I have to call out at this point my hatred of the name “Modern Data Stack”. Prefixing any approach with the word modern was always a recipe for disaster, and we now find our selves in the oxymoronic position of describing MDS as being an old (or at least dying) way of doing things.

The New Approach

The Medallion Architecture for me is the next step in this evolution. Taking advantage of open table formats that allow data lakes to mimic the behaviour of relational databases and also leaning into the mantra that “storage is cheap”, we start to see further additional layers with persisted data being added into the architecture (though use of the word “architecture” can also be contentious – it’s more of a data processing pattern). The Medallion approach has risen in line with the birth of the Data Lakehouse.

There are many different variations on how to implement Medallion. As is too often the case with data professionals, we have failed to agree on an industry standard. But if I describe the implementations I’ve been involved in, they typically look something like this:

A landing zone that keeps data in its original format and is akin to the staging area of the modern data stack.
A bronze layer that converts data to an open table format such as Delta or Iceberg. This is an append only layer, with full history and versions of data preserved.
A silver layer that applies cleansing rules and de-deduplication of data. The structure of data here still mimics source systems. This can become almost like an operational data store.
A gold layer that models the data into a structure for analytical use cases, often a dimensional model. This fulfils the Data Warehouse portion of the Data Lakehouse portmanteau.

In all honesty, I have tended to steer away from the bronze, silver, gold labelling for these processing areas. I prefer something more descriptive such as Raw, Cleansed, Curated. And you shouldn’t necessarily feel limited to only 3 areas. I may add an Enriched zone in there too to add additional data points to my Cleansed zone without fully modelling it into facts and dimensions.
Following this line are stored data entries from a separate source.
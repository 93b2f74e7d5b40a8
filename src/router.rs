//! Radix-tree request router with a middleware stack in front of it.
//!
//! One tree per HTTP method. O(path-length) lookup. Middleware registered with
//! [`Router::with`] runs in registration order *before* the route lookup, the
//! way `app.use(...)` does in Express, so a rewrite can change which route is
//! chosen.

use std::collections::HashMap;
use std::sync::Arc;

use http::{Method, StatusCode};
use matchit::Router as MatchitRouter;
use tracing::trace;

use crate::handler::{BoxFuture, BoxedHandler, Handler};
use crate::middleware::{BoxedMiddleware, Middleware, Next};
use crate::request::Request;
use crate::response::Response;

/// The application router.
///
/// Build it once at startup and pass it to [`Server::serve`](crate::Server::serve),
/// or wrap it in an `Arc` and drive it directly with [`Router::handle`].
pub struct Router {
    routes: HashMap<Method, MatchitRouter<BoxedHandler>>,
    pub(crate) stack: Vec<BoxedMiddleware>,
}

impl Router {
    pub fn new() -> Self {
        Self { routes: HashMap::new(), stack: Vec::new() }
    }

    /// Register a handler for a method + path pair. Returns `self` for chaining.
    ///
    /// Path parameters use `{name}` syntax; `req.param("name")` retrieves them.
    ///
    /// # Panics
    ///
    /// Panics if the route conflicts with an existing one or is malformed.
    /// Routes are fixed at startup, so this is a programming error.
    pub fn on(mut self, method: Method, path: &str, handler: impl Handler) -> Self {
        self.routes
            .entry(method)
            .or_default()
            .insert(path, handler.into_boxed_handler())
            .unwrap_or_else(|e| panic!("invalid route `{path}`: {e}"));
        self
    }

    /// Append a middleware to the stack. The first one registered runs first.
    pub fn with(mut self, middleware: impl Middleware) -> Self {
        self.stack.push(Arc::new(middleware));
        self
    }

    /// Runs `req` through the middleware stack and then the matching route.
    pub fn handle(self: &Arc<Self>, req: Request) -> BoxFuture {
        Next::new(Arc::clone(self)).run(req)
    }

    /// The innermost step of the chain: route lookup and handler call.
    pub(crate) fn route(self: Arc<Self>, mut req: Request) -> BoxFuture {
        Box::pin(async move {
            let Some((handler, params)) = self.lookup(&req.method, &req.path) else {
                trace!(method = %req.method, path = %req.path, "no route");
                return Response::status(StatusCode::NOT_FOUND);
            };
            req.params = params;
            handler.call(req).await
        })
    }

    fn lookup(
        &self,
        method: &Method,
        path: &str,
    ) -> Option<(BoxedHandler, HashMap<String, String>)> {
        let tree = self.routes.get(method)?;
        let matched = tree.at(path).ok()?;
        let handler = Arc::clone(matched.value);
        let params = matched.params.iter()
            .map(|(k, v)| (k.to_owned(), v.to_owned()))
            .collect();
        Some((handler, params))
    }
}

impl Default for Router {
    fn default() -> Self { Self::new() }
}
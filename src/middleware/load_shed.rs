//! Per-request deadline with a fallback response.
//!
//! The downstream chain runs as its own task and races a timer:
//!
//! ```text
//!            ┌── downstream task ──▶ response ─┐
//! request ───┤                                 ├──▶ first one wins
//!            └── sleep(timeout) ──▶ on_shed ───┘
//! ```
//!
//! Whichever side finishes first produces the response; the other is dropped,
//! so a request is answered exactly once. On timeout the [`Deadline`] token is
//! cancelled and the task aborted. Handlers that want to stop early can watch
//! the token through the request extensions.

use std::future::Future;
use std::pin::Pin;
use std::sync::Arc;
use std::task::{Context, Poll};
use std::time::Duration;

use http::StatusCode;
use tokio::task::{JoinError, JoinHandle};
use tokio::time::Instant;
use tokio_util::sync::CancellationToken;
use tracing::{error, warn};

use super::{skipped, Middleware, Next, Skip};
use crate::handler::{BoxFuture, BoxedHandler, Handler};
use crate::request::Request;
use crate::response::Response;

/// The deadline imposed on the current request.
#[derive(Clone, Debug)]
pub struct Deadline {
    /// `None` when the timeout reaches past what the clock can represent.
    at: Option<Instant>,
    token: CancellationToken,
}

impl Deadline {
    pub fn instant(&self) -> Option<Instant> {
        self.at
    }

    pub fn is_expired(&self) -> bool {
        self.token.is_cancelled() || self.at.is_some_and(|at| Instant::now() >= at)
    }

    /// Resolves once the gate gives up on this request.
    pub async fn cancelled(&self) {
        self.token.cancelled().await
    }
}

/// Load-shedding middleware.
pub struct LoadShed {
    timeout: Duration,
    on_shed: BoxedHandler,
    exclude: Option<Skip>,
}

impl LoadShed {
    /// Answers with `on_shed` when the downstream needs longer than `timeout`.
    pub fn new(timeout: Duration, on_shed: impl Handler) -> Self {
        Self { timeout, on_shed: on_shed.into_boxed_handler(), exclude: None }
    }

    /// Requests for which `f` returns `true` bypass the gate entirely.
    pub fn with_exclude(mut self, f: impl Fn(&Request) -> bool + Send + Sync + 'static) -> Self {
        self.exclude = Some(Arc::new(f));
        self
    }
}

impl Middleware for LoadShed {
    fn call(&self, mut req: Request, next: Next) -> BoxFuture {
        if skipped(self.exclude.as_ref(), &req) {
            return next.run(req);
        }
        let timeout = self.timeout;
        let on_shed = Arc::clone(&self.on_shed);

        Box::pin(async move {
            let token = CancellationToken::new();
            let at = Instant::now().checked_add(timeout);
            req.extensions_mut().insert(Deadline { at, token: token.clone() });
            let expiry = async move {
                match at {
                    Some(at) => tokio::time::sleep_until(at).await,
                    None => std::future::pending::<()>().await,
                }
            };
            let fallback = req.clone();
            let mut downstream = AbortOnDrop(tokio::spawn(next.run(req)));

            tokio::select! {
                biased;

                joined = &mut downstream => match joined {
                    Ok(res) => res,
                    Err(e) => {
                        error!(error = %e, "downstream handler failed");
                        Response::status(StatusCode::INTERNAL_SERVER_ERROR)
                    }
                },

                () = expiry => {
                    token.cancel();
                    downstream.0.abort();
                    warn!(
                        path = %fallback.path(),
                        timeout_ms = timeout.as_millis() as u64,
                        "request shed after deadline"
                    );
                    on_shed.call(fallback).await
                }
            }
        })
    }
}

/// Aborts the task when dropped, so downstream work never outlives the
/// request even if the caller stops polling.
struct AbortOnDrop(JoinHandle<Response>);

impl Future for AbortOnDrop {
    type Output = Result<Response, JoinError>;

    fn poll(mut self: Pin<&mut Self>, cx: &mut Context<'_>) -> Poll<Self::Output> {
        Pin::new(&mut self.0).poll(cx)
    }
}

impl Drop for AbortOnDrop {
    fn drop(&mut self) {
        self.0.abort();
    }
}

#[cfg(test)]
mod tests {
    use std::sync::atomic::{AtomicBool, Ordering};

    use bytes::Bytes;
    use http::Method;

    use super::*;
    use crate::router::Router;

    async fn shed(_req: Request) -> Response {
        Response::builder().status(StatusCode::SERVICE_UNAVAILABLE).text("busy")
    }

    fn get(uri: &str) -> Request {
        Request::from_http(http::Request::get(uri).body(Bytes::new()).unwrap())
    }

    fn app(gate: LoadShed, finished: Arc<AtomicBool>) -> Arc<Router> {
        Arc::new(
            Router::new()
                .with(gate)
                .on(Method::GET, "/fast", |_req: Request| async { "fast" })
                .on(Method::GET, "/slow", move |_req: Request| {
                    let finished = Arc::clone(&finished);
                    async move {
                        tokio::time::sleep(Duration::from_secs(5)).await;
                        finished.store(true, Ordering::SeqCst);
                        "slow"
                    }
                }),
        )
    }

    #[tokio::test(start_paused = true)]
    async fn fast_downstream_wins() {
        let app = app(LoadShed::new(Duration::from_secs(1), shed), Arc::default());
        let res = app.handle(get("/fast")).await;
        assert_eq!(res.status_code(), StatusCode::OK);
        assert_eq!(res.body(), b"fast");
    }

    #[tokio::test(start_paused = true)]
    async fn slow_downstream_is_shed_and_aborted() {
        let finished = Arc::new(AtomicBool::new(false));
        let app = app(LoadShed::new(Duration::from_secs(1), shed), Arc::clone(&finished));

        let res = app.handle(get("/slow")).await;
        assert_eq!(res.status_code(), StatusCode::SERVICE_UNAVAILABLE);
        assert_eq!(res.body(), b"busy");

        tokio::time::sleep(Duration::from_secs(10)).await;
        assert!(!finished.load(Ordering::SeqCst), "aborted task must not complete");
    }

    #[tokio::test(start_paused = true)]
    async fn excluded_requests_bypass_the_gate() {
        let gate = LoadShed::new(Duration::from_secs(1), shed).with_exclude(|req| req.path() == "/slow");
        let app = app(gate, Arc::default());
        let res = app.handle(get("/slow")).await;
        assert_eq!(res.body(), b"slow");
    }

    #[tokio::test(start_paused = true)]
    async fn handler_sees_the_deadline() {
        let app = Arc::new(
            Router::new()
                .with(LoadShed::new(Duration::from_secs(1), shed))
                .on(Method::GET, "/watch", |req: Request| async move {
                    let deadline = req.extensions().get::<Deadline>().cloned();
                    match deadline {
                        Some(d) if !d.is_expired() => "watched",
                        _ => "unwatched",
                    }
                }),
        );
        let res = app.handle(get("/watch")).await;
        assert_eq!(res.body(), b"watched");
    }

    #[tokio::test(start_paused = true)]
    async fn unbounded_timeout_never_sheds() {
        let finished = Arc::new(AtomicBool::new(false));
        let app = app(LoadShed::new(Duration::MAX, shed), Arc::clone(&finished));

        assert_eq!(app.handle(get("/fast")).await.body(), b"fast");
        let res = app.handle(get("/slow")).await;
        assert_eq!(res.body(), b"slow");
        assert!(finished.load(Ordering::SeqCst));
    }

    #[tokio::test(start_paused = true)]
    async fn unbounded_deadline_has_no_instant() {
        let app = Arc::new(
            Router::new()
                .with(LoadShed::new(Duration::MAX, shed))
                .on(Method::GET, "/watch", |req: Request| async move {
                    match req.extensions().get::<Deadline>() {
                        Some(d) if d.instant().is_none() && !d.is_expired() => "open",
                        _ => "bounded",
                    }
                }),
        );
        assert_eq!(app.handle(get("/watch")).await.body(), b"open");
    }

    #[tokio::test(start_paused = true)]
    async fn panicking_downstream_is_a_500() {
        let app = Arc::new(
            Router::new()
                .with(LoadShed::new(Duration::from_secs(1), shed))
                .on(Method::GET, "/panic", |_req: Request| async {
                    if true {
                        panic!("handler bug");
                    }
                    "unreachable"
                }),
        );
        let res = app.handle(get("/panic")).await;
        assert_eq!(res.status_code(), StatusCode::INTERNAL_SERVER_ERROR);
    }
}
Simon Whiteley has a good, ranty video on the subject that you should check out here:

The Schmäh

There has undoubtedly been some element of marketing schmäh applied to the rise of Medallion.

If you’re not familiar with the term schmäh, it’s a concept I got from Arnold Schwarzenegger – I can’t for the life of me track down where – I thought it was in his book “Be Useful: Seven Tools for Life” but I can’t now find the reference. He does talk about it in the Netflix documentary series “Arnold”, and you can see a clip here:

Pronounced sh-may it’s basically the art of glossing things up with a little bit of bull-shittery.

It’s unclear who first coined the Medallion Architecture term. It’s often cited as being Databricks and certainly the concept is mooted heavily in their marketing literature. Was the use of precious metals to describe each processing zone unnecessary? Perhaps. Was somebody trying to add more sparkle and glamour to these ideas (I mean come on folks, surely data engineering and analytics is sexy enough already?!).

It also worthy of note that it’s not an approach that’s exclusive to Databricks. As we move towards Data Lakehouses becoming the de facto data architecture of the era, I see other products referencing it, such as Microsoft Fabric and Dremio. And though I can’t find any direct references to it by Snowflake (woe be tide anyone from Snowflake using terminology favoured by Databricks), there’s certainly material out there by Snowflake practitioners endorsing Medallion Architecture as a valid approach.

The Label

I do think that giving this approach a clear name is useful though. When describing the pattern, I’ll sometimes call it a “multi-hop data management and processing pattern”, but that’s quite a mouthful and using “Medallion” instead has now reached a level of adoption that most people in the industry will know what you are talking about.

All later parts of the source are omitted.